What this task involves
Bring together all lines from the listing below that contain the string "contains".

Data shown
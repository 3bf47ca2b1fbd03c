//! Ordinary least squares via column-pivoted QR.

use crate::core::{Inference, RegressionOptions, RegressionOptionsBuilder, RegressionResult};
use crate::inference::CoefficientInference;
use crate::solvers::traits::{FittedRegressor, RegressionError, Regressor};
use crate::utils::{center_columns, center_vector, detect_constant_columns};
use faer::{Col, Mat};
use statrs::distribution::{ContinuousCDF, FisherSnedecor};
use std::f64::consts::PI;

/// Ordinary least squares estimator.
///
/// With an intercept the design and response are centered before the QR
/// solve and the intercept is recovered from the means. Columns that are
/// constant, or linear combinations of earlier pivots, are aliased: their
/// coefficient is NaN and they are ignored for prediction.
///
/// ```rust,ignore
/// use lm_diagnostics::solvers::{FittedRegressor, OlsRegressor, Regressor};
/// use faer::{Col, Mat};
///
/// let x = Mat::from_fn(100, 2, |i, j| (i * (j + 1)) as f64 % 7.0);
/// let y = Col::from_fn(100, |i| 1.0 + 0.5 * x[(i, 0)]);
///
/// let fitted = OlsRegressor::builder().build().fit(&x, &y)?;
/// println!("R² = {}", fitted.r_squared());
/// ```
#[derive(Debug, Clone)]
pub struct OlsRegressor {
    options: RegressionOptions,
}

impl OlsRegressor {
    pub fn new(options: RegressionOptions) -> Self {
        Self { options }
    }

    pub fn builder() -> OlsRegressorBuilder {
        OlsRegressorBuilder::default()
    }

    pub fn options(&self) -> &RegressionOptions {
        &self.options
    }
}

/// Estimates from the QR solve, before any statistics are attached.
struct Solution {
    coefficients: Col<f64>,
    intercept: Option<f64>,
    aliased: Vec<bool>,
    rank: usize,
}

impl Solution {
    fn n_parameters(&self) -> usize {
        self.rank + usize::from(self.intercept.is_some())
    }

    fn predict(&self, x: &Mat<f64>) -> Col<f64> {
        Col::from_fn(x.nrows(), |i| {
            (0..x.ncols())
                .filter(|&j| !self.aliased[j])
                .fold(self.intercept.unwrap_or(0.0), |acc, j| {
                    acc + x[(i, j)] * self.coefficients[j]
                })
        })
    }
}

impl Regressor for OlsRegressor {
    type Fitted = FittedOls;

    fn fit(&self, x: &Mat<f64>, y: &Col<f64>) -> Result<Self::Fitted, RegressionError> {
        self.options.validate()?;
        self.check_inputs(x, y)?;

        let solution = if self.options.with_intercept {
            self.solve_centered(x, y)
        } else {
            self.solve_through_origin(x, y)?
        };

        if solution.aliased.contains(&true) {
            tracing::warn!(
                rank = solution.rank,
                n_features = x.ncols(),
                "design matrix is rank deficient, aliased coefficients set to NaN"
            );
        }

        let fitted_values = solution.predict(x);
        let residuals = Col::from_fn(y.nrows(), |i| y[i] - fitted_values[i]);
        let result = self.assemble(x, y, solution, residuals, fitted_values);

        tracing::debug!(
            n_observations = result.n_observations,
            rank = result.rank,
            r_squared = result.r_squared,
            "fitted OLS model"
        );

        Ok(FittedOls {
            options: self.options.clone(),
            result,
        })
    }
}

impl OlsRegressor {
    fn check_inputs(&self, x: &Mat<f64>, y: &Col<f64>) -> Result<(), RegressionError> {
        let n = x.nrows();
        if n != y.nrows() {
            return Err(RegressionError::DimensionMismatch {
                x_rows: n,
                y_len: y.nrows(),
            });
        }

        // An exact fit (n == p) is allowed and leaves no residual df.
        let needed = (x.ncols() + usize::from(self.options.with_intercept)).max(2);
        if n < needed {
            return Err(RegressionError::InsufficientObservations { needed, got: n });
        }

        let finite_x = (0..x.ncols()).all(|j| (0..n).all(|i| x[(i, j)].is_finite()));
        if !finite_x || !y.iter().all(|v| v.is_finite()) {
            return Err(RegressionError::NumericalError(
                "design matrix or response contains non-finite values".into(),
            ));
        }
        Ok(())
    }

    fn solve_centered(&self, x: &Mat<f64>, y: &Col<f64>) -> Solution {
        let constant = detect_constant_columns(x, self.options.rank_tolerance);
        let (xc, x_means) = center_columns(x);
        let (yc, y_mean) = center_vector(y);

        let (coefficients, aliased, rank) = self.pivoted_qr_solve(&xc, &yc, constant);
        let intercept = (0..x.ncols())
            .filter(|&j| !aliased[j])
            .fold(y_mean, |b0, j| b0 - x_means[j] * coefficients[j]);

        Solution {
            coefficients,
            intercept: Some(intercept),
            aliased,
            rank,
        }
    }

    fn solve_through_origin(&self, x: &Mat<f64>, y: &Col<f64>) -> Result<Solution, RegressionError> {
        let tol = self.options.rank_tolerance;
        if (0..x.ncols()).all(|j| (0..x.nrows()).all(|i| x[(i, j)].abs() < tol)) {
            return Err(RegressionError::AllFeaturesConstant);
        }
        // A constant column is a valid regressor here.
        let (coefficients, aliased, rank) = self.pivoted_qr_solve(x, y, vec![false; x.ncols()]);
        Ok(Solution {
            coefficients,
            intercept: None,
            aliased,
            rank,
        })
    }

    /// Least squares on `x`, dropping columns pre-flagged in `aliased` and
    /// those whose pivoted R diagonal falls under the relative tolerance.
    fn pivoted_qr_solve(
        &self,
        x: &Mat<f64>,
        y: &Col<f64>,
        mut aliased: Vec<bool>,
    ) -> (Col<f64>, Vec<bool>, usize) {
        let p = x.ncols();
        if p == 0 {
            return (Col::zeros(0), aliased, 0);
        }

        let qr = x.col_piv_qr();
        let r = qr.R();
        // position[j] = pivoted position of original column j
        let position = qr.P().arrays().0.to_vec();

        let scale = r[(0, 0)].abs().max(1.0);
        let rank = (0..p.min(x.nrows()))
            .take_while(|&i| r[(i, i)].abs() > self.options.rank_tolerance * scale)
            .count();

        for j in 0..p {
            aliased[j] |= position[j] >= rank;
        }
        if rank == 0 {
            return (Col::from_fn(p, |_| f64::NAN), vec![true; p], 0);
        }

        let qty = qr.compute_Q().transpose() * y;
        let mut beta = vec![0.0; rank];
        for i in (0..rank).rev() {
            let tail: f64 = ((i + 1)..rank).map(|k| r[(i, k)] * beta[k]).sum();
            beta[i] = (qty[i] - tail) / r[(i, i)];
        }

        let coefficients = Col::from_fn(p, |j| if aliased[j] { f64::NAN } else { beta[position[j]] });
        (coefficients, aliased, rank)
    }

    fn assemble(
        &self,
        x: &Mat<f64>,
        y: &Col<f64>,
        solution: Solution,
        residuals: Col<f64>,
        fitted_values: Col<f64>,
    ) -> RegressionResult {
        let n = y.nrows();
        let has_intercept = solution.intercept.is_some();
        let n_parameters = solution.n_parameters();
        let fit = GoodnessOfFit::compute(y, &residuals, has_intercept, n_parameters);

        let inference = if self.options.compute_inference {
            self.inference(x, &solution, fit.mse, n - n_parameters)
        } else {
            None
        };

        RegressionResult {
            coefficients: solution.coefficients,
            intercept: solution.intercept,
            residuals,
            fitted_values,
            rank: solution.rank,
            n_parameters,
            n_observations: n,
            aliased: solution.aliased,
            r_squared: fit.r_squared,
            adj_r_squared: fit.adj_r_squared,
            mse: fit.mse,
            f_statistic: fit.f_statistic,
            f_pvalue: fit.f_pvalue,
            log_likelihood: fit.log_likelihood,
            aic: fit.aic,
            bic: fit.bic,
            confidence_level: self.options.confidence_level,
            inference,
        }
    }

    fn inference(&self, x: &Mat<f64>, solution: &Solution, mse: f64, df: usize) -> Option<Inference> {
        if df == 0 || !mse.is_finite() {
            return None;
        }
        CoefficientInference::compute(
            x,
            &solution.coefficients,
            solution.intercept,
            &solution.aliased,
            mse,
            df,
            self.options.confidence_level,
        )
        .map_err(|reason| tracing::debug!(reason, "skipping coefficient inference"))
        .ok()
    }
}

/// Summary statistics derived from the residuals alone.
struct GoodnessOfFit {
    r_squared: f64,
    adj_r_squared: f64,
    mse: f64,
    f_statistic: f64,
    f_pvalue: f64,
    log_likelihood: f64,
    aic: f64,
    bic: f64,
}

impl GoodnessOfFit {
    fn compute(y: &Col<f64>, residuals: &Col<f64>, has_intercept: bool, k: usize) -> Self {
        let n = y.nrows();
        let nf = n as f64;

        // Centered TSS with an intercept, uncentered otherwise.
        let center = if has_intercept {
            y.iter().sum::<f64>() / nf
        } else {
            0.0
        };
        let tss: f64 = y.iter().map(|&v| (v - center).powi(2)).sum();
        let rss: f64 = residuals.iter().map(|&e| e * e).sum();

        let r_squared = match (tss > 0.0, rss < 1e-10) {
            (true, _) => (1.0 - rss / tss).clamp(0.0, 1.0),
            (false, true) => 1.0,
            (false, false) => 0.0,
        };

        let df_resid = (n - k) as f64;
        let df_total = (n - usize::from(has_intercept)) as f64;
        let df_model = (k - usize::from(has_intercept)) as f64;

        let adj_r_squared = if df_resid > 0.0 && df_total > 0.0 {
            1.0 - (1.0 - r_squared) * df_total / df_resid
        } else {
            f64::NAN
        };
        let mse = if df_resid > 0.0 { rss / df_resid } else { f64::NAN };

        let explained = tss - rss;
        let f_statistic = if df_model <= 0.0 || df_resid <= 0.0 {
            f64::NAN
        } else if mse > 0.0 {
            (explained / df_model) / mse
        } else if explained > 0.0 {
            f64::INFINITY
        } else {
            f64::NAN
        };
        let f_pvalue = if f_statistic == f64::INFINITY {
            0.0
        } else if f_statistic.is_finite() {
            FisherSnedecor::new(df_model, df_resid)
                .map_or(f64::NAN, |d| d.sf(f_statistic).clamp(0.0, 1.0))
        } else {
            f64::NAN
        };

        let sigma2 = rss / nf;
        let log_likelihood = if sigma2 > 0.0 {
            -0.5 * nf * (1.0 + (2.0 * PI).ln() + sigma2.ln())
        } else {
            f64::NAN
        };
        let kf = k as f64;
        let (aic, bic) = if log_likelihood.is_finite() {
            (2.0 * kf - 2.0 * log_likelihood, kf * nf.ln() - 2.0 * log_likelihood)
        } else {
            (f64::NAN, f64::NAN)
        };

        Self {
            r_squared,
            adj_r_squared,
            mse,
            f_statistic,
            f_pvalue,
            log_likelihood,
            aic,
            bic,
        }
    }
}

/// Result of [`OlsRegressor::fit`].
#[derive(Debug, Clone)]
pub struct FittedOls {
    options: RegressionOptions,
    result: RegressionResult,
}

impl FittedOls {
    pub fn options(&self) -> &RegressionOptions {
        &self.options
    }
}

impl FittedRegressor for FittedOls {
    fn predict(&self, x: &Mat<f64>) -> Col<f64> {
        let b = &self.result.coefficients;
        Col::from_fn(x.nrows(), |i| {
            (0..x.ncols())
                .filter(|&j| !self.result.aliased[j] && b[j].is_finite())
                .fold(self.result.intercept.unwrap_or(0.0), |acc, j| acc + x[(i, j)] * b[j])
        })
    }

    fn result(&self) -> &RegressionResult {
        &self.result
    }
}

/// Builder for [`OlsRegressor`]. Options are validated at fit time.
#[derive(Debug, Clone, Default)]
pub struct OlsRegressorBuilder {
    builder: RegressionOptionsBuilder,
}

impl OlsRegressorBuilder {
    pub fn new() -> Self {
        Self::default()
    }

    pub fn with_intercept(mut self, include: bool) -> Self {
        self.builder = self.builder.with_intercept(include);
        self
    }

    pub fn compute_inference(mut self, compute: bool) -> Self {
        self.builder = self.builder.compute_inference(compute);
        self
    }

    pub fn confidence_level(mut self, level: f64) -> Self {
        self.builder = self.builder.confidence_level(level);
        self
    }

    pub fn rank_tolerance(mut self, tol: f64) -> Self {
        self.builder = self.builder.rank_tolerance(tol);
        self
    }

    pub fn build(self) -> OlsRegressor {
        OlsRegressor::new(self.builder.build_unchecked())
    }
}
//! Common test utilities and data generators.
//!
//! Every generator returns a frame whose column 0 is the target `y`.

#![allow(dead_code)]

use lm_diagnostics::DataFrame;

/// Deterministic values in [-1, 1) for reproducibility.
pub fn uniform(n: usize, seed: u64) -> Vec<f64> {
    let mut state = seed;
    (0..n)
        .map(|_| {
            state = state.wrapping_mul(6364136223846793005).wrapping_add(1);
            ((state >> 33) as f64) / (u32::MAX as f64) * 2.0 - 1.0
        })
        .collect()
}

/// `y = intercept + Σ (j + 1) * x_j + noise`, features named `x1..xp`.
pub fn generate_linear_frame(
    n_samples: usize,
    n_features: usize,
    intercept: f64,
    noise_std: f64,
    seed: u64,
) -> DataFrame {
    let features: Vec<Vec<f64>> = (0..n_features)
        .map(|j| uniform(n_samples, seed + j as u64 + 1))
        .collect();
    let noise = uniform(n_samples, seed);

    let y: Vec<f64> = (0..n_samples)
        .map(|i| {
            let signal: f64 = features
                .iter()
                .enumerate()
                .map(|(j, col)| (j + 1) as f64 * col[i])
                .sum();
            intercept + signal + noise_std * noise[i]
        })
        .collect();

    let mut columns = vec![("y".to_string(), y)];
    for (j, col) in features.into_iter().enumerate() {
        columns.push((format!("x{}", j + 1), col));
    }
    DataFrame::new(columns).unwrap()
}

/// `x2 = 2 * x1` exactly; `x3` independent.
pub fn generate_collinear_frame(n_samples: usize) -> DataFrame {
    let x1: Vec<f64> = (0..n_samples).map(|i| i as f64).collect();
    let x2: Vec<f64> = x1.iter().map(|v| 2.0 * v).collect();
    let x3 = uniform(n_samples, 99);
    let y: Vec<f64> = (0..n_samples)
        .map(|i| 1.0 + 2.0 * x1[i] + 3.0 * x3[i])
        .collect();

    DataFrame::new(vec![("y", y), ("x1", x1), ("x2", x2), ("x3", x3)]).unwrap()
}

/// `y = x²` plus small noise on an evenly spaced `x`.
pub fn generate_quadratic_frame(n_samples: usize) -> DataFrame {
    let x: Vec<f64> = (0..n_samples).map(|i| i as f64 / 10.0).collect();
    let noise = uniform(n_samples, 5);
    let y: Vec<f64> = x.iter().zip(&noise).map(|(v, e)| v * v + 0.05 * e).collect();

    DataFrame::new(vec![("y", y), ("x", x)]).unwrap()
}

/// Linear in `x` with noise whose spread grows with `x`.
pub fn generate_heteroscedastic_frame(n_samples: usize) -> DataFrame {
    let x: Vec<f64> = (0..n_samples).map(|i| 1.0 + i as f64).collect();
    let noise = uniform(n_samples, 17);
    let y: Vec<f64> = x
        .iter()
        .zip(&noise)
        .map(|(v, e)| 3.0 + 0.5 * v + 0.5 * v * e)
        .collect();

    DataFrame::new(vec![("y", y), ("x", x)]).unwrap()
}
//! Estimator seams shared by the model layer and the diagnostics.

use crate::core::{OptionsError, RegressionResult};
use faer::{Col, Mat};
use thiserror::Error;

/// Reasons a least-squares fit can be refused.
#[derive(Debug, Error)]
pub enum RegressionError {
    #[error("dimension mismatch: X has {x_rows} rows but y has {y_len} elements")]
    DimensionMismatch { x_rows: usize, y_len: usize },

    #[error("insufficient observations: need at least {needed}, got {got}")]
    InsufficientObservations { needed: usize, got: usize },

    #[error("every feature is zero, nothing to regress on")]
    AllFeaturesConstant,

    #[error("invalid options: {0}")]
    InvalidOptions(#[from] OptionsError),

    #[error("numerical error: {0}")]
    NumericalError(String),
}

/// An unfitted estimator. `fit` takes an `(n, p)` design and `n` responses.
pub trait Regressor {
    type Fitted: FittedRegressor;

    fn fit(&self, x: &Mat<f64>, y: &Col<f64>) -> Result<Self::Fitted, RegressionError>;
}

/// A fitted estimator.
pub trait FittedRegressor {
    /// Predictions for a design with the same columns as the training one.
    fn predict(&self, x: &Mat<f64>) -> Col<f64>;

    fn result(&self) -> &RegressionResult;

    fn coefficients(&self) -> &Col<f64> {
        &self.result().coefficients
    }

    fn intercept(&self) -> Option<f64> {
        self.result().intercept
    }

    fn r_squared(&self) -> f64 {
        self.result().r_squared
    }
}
==
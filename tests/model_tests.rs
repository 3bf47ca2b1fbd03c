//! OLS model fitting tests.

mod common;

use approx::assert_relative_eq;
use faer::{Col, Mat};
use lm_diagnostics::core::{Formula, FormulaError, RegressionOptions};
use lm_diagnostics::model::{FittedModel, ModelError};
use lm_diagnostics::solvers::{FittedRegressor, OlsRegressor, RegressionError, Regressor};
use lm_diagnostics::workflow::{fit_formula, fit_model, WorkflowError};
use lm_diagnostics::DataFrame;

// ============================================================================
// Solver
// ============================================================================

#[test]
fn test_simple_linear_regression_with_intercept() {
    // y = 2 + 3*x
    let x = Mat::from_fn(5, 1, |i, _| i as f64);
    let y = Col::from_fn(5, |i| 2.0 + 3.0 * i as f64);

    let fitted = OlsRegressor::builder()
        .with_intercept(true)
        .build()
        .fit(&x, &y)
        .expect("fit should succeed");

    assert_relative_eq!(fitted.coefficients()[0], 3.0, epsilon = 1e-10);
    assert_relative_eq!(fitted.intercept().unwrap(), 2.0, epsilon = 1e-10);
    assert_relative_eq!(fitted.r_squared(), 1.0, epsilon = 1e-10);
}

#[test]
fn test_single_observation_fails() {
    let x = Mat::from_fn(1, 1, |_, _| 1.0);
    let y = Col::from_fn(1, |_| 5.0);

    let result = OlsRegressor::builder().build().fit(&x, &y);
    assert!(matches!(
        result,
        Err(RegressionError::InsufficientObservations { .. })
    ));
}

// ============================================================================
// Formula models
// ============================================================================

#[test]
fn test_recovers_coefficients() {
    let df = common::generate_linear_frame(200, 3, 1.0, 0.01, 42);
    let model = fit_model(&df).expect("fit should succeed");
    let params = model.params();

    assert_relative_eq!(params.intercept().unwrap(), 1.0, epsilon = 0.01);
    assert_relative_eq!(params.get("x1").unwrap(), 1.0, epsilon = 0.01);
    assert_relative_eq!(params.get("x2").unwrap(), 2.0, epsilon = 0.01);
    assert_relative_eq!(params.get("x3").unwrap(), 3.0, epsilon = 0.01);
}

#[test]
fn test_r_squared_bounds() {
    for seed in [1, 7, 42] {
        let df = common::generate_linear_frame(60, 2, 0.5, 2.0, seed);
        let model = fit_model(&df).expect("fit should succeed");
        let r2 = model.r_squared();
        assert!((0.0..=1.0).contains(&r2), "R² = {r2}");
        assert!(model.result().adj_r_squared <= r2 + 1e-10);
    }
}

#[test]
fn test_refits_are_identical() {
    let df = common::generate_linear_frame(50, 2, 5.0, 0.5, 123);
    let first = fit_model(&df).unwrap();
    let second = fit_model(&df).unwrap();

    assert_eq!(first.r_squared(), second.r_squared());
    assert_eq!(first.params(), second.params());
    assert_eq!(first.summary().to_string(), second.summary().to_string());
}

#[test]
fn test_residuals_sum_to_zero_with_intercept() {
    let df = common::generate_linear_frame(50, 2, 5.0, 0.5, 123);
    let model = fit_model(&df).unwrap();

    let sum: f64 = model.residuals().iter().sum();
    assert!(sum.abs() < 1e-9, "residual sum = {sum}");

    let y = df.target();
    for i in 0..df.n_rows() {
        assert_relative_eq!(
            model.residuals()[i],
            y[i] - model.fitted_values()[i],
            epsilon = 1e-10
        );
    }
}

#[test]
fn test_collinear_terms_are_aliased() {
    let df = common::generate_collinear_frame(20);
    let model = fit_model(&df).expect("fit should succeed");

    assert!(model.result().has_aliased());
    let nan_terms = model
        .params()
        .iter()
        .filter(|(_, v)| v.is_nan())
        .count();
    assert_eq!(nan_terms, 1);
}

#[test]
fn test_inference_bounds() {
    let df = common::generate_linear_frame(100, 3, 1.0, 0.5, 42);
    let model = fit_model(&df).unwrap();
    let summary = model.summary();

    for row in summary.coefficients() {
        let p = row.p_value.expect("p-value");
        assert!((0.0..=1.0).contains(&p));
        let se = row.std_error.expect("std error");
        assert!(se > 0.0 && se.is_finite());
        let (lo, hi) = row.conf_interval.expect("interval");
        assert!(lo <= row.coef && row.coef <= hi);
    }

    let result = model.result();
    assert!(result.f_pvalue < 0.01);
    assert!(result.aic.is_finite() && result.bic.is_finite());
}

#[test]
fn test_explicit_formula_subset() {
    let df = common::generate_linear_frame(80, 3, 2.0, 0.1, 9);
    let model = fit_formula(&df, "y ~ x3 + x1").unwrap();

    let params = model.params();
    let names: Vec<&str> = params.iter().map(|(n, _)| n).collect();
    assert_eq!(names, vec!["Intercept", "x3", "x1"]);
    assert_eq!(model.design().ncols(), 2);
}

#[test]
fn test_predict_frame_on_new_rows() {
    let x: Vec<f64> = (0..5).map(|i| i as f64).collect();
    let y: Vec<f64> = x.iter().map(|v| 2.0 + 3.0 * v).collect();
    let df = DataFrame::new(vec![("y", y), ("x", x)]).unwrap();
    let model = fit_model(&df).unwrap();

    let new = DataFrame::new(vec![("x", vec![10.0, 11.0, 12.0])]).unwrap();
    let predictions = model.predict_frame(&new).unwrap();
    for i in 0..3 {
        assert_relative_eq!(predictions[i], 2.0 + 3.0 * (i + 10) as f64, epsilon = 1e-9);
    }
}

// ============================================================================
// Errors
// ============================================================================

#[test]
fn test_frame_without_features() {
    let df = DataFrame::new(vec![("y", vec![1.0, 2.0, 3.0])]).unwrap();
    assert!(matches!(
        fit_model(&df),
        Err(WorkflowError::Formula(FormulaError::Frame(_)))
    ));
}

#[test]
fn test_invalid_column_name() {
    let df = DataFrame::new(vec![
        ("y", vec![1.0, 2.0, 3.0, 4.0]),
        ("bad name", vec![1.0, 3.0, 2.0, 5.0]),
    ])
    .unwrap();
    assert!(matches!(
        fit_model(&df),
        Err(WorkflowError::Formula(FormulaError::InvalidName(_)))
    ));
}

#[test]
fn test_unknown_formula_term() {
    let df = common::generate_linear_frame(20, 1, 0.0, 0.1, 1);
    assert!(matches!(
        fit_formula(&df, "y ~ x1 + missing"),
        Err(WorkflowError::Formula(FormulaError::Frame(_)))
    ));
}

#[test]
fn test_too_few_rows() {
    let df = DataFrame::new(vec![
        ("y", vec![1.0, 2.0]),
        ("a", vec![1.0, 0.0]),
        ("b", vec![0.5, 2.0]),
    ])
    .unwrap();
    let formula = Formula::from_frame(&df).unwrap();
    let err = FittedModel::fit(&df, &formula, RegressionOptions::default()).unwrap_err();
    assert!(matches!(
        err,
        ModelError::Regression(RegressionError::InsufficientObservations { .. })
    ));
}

Answer
        if solution.aliased.contains(&true) {
                "design matrix or response contains non-finite values".into(),
        assert!((0.0..=1.0).contains(&r2), "R² = {r2}");
        assert!((0.0..=1.0).contains(&p));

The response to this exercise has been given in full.